Code reuse attacks such as Return-Oriented Programming (ROP) and Jump-Oriented Programming (JOP) are the prevalent attack techniques which reuse code snippets named gadget in vulnerable applications and hijack control flow to achieve malicious behaviors. Existing defense techniques for code reuse attacks attempt to prevent illegal control flow transition or make locating gadgets a hard work. However, decades of the arms race proved the ability to detect and prevent advanced attacks is still outdated. In this paper, we propose HoneyGadget, a deception based approach for detecting code reuse attacks. HoneyGadget works by inserting honey gadgets into the application as decoys and keep track of their addresses once the application is loaded. During the execution phase, HoneyGadget traces the execution records using Last Branch Record (LBR), compares the LBR records with the maintained address list, and alarms code reuse attacks if some records match. HoneyGadget not only prevents code reuse attacks, but also provides LBR records for researchers to analyze patterns of these attacks. We have developed a fully functioning prototype of HoneyGadget. Our evaluation results show that HoneyGadget can capture code reuse attacks effectively and only incurs a modest performance overhead.

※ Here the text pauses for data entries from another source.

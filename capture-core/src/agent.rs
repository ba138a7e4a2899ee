//! Per-tick action selection
//!
//! One decision runs, in order: tracker update, stuck guard, rotation
//! selection, then a full-window search under every legal root action.
//! The best-scoring actions are tied fairly with a seeded RNG.

use rand::prelude::*;
use rand_chacha::ChaCha8Rng;

use crate::config::AgentConfig;
use crate::error::{ConfigError, SearchError};
use crate::features::{Evaluator, FeatureExtractor, WeightTable};
use crate::memory::{AgentMemory, TickEvents};
use crate::observation::{Action, AgentIndex, Observation};
use crate::opponents::select_rotation;
use crate::search::{canonical_successor, AlphaBeta, SearchStats};

/// Outcome of one decision tick
#[derive(Clone, Debug, PartialEq)]
pub enum Decision {
    /// Chosen by search; `tied` counts root actions sharing the best value
    Searched {
        action: Action,
        value: f64,
        tied: usize,
    },
    /// Random legal action taken to break out of a stuck position
    Escaped { action: Action },
    /// The agent had no legal action at all
    NoLegalActions,
}

impl Decision {
    pub fn action(&self) -> Option<Action> {
        match self {
            Decision::Searched { action, .. } | Decision::Escaped { action } => Some(*action),
            Decision::NoLegalActions => None,
        }
    }
}

/// Alpha-beta agent with persistent per-match memory
pub struct SearchAgent<O: Observation> {
    index: AgentIndex,
    config: AgentConfig,
    weights: WeightTable,
    extractor: Box<dyn FeatureExtractor<O>>,
    memory: Option<AgentMemory<O>>,
    rng: ChaCha8Rng,
    last_stats: SearchStats,
}

impl<O: Observation + 'static> SearchAgent<O> {
    pub fn new(index: AgentIndex, config: AgentConfig) -> Result<Self, ConfigError> {
        config.validate()?;

        let extractor = config.role.extractor::<O>();
        let weights = config.weight_table();
        let missing = weights.missing(extractor.feature_names());
        if !missing.is_empty() {
            tracing::warn!(agent = index, role = config.role.name(), ?missing, "weight table is incomplete");
        }

        let rng = match config.seed {
            Some(seed) => ChaCha8Rng::seed_from_u64(seed),
            None => ChaCha8Rng::from_entropy(),
        };

        Ok(Self {
            index,
            config,
            weights,
            extractor,
            memory: None,
            rng,
            last_stats: SearchStats::default(),
        })
    }

    /// Record spawn cells and roster from the opening observation
    pub fn initialize(&mut self, observation: &O) {
        let memory = AgentMemory::initialize(self.index, observation);
        tracing::debug!(
            agent = self.index,
            role = self.config.role.name(),
            depth = self.config.depth,
            opponents = ?memory.opponents(),
            "agent initialized"
        );
        self.memory = Some(memory);
    }

    /// Pick this tick's action
    pub fn choose_action(&mut self, observation: &O) -> Result<Decision, SearchError> {
        let tracker = self.config.tracker();
        let depth = self.depth_for(observation);
        let memory = self
            .memory
            .as_mut()
            .ok_or(SearchError::Uninitialized(self.index))?;

        let events = memory.observe(observation, &tracker);
        log_events(self.index, &events);

        let actions = observation.legal_actions(self.index);
        if actions.is_empty() {
            memory.remember(observation.clone());
            return Ok(Decision::NoLegalActions);
        }

        if events.stuck {
            let action = actions[self.rng.gen_range(0..actions.len())];
            memory.reset_stuck();
            memory.remember(observation.clone());
            tracing::debug!(agent = self.index, action = action.as_str(), "stuck, escaping at random");
            return Ok(Decision::Escaped { action });
        }

        let rotation = select_rotation(observation, memory, self.config.rotation, depth);
        let evaluator = Evaluator::new(self.extractor.as_ref(), &self.weights, memory);
        let mut search = AlphaBeta::new(&rotation, &evaluator);
        let (cursor, remaining) = rotation.advance(0, depth);

        let mut scored = Vec::with_capacity(actions.len());
        for &action in &actions {
            let child = canonical_successor(observation, self.index, action);
            let value = if depth == 0 {
                evaluator.evaluate_action(&child, action)?
            } else {
                search.score(&child, remaining, cursor, f64::NEG_INFINITY, f64::INFINITY)?
            };
            scored.push((action, value));
        }
        self.last_stats = search.stats();

        let best = scored
            .iter()
            .map(|&(_, value)| value)
            .fold(f64::NEG_INFINITY, f64::max);
        let tied: Vec<Action> = scored
            .iter()
            .filter(|&&(_, value)| value == best)
            .map(|&(action, _)| action)
            .collect();
        let action = if tied.is_empty() {
            // Every root value was NaN
            actions[0]
        } else {
            tied[self.rng.gen_range(0..tied.len())]
        };

        tracing::debug!(
            agent = self.index,
            action = action.as_str(),
            value = best,
            tied = tied.len(),
            depth,
            rotation = ?rotation.minimizers(),
            nodes = self.last_stats.nodes,
            cutoffs = self.last_stats.cutoffs,
            "decision"
        );

        memory.remember(observation.clone());
        Ok(Decision::Searched {
            action,
            value: best,
            tied: tied.len(),
        })
    }

    /// Configured depth, capped at 1 once the clock runs low
    fn depth_for(&self, observation: &O) -> u32 {
        match self.config.low_time_threshold {
            Some(threshold) if observation.time_remaining() < threshold => self.config.depth.min(1),
            _ => self.config.depth,
        }
    }

    pub fn index(&self) -> AgentIndex {
        self.index
    }

    pub fn config(&self) -> &AgentConfig {
        &self.config
    }

    /// `None` until `initialize` has run
    pub fn memory(&self) -> Option<&AgentMemory<O>> {
        self.memory.as_ref()
    }

    /// Search counters from the most recent searched decision
    pub fn last_stats(&self) -> SearchStats {
        self.last_stats
    }
}

fn log_events(agent: AgentIndex, events: &TickEvents) {
    if events.opponents_now_vulnerable {
        tracing::debug!(agent, "opponents vulnerable");
    }
    if events.self_now_vulnerable {
        tracing::debug!(agent, "own defenders vulnerable");
    }
    if events.self_died {
        tracing::debug!(agent, "captured, back at spawn");
    }
    for opponent in &events.opponents_died {
        tracing::debug!(agent, opponent, "opponent captured");
    }
}
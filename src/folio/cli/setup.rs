use clap::{Args, Parser, Subcommand};
use folio::model::Section;
use folio::state::{SortOrder, ViewMode};
use std::path::PathBuf;

/// Returns the version string, including git hash and commit date for non-release builds.
/// Format: "0.3.0" for releases, "0.3.0@abc1234 2024-01-15 14:30" for dev builds
fn get_version() -> &'static str {
    const VERSION: &str = env!("CARGO_PKG_VERSION");
    const GIT_HASH: &str = env!("GIT_HASH");
    const GIT_COMMIT_DATE: &str = env!("GIT_COMMIT_DATE");
    const IS_RELEASE: &str = env!("IS_RELEASE");

    use std::sync::OnceLock;
    static VERSION_STRING: OnceLock<String> = OnceLock::new();

    VERSION_STRING.get_or_init(|| {
        if IS_RELEASE == "true" || GIT_HASH.is_empty() {
            VERSION.to_string()
        } else {
            format!("{}@{} {}", VERSION, GIT_HASH, GIT_COMMIT_DATE)
        }
    })
}

#[derive(Parser, Debug)]
#[command(name = "folio", bin_name = "folio", version = get_version())]
#[command(about = "Browse portfolio posts and projects from the terminal", long_about = None)]
pub struct Cli {
    #[command(subcommand)]
    pub command: Commands,

    /// Directory holding folio.json
    #[arg(long, global = true, value_name = "DIR")]
    pub config: Option<PathBuf>,

    /// Verbose output
    #[arg(short, long, global = true)]
    pub verbose: bool,

    /// Disable colored output
    #[arg(long, global = true)]
    pub no_color: bool,
}

#[derive(Subcommand, Debug)]
pub enum Commands {
    /// List blog posts
    Blog(ListingArgs),

    /// List projects
    Projects(ListingArgs),

    /// Browse a section interactively, one command per line
    Browse {
        /// blog or projects
        section: Section,

        #[command(flatten)]
        listing: ListingArgs,
    },

    /// List the facet values of a section (tags or categories)
    #[command(alias = "facets")]
    Tags {
        /// blog or projects
        section: Section,

        /// Content collection (JSON array)
        #[arg(short, long)]
        items: PathBuf,

        /// Language of the posts to read facets from
        #[arg(long)]
        lang: Option<String>,

        /// Read facets from posts of every language
        #[arg(long)]
        all_languages: bool,
    },

    /// Get or set configuration values
    Config {
        /// Configuration key (e.g. grid-columns, blog.featured-cap)
        key: Option<String>,

        /// Value to set
        value: Option<String>,
    },
}

#[derive(Args, Debug, Clone)]
pub struct ListingArgs {
    /// Content collection (JSON array)
    #[arg(short, long)]
    pub items: PathBuf,

    /// Initial search term
    #[arg(short, long)]
    pub search: Option<String>,

    /// Facet to select (a tag for the blog, a category for projects)
    #[arg(short = 't', long = "tag", visible_alias = "category")]
    pub facets: Vec<String>,

    /// Initial view mode (grid or list)
    #[arg(long)]
    pub view: Option<ViewMode>,

    /// Initial sort order (newest or oldest)
    #[arg(long)]
    pub sort: Option<SortOrder>,

    /// Language of posts and labels (overrides config)
    #[arg(long)]
    pub lang: Option<String>,

    /// Keep posts of every language
    #[arg(long)]
    pub all_languages: bool,
}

诸如回程编程（ROP）和面向跳转的编程（JOP）之类的代码重用攻击是普遍使用的攻击技术，它们在易受攻击的应用程序中重用名为小工具的代码段并劫持控制流以实现恶意行为。现有的用于代码重用攻击的防御技术试图防止非法控制流过渡或使定位小工具困难。但是，数十年的军备竞赛证明，检测和阻止高级攻击的能力仍然过时。在本文中，我们提出了HoneyGadget，这是一种基于欺骗的方法，用于检测代码重用攻击。HoneyGadget的工作原理是将蜂蜜小工具作为诱饵插入到应用程序中，并在加载应用程序后跟踪其地址。在执行阶段，HoneyGadget使用Last Branch Record（LBR）跟踪执行记录，将LBR记录与维护的地址列表进行比较，如果某些记录匹配，则警告代码重用攻击。HoneyGadget不仅可以防止代码重用攻击，还可以为研究人员提供LBR记录，以分析这些攻击的模式。我们已经开发了功能齐全的HoneyGadget原型。我们的评估结果表明，HoneyGadget可以有效地捕获代码重用攻击，并且仅产生适度的性能开销。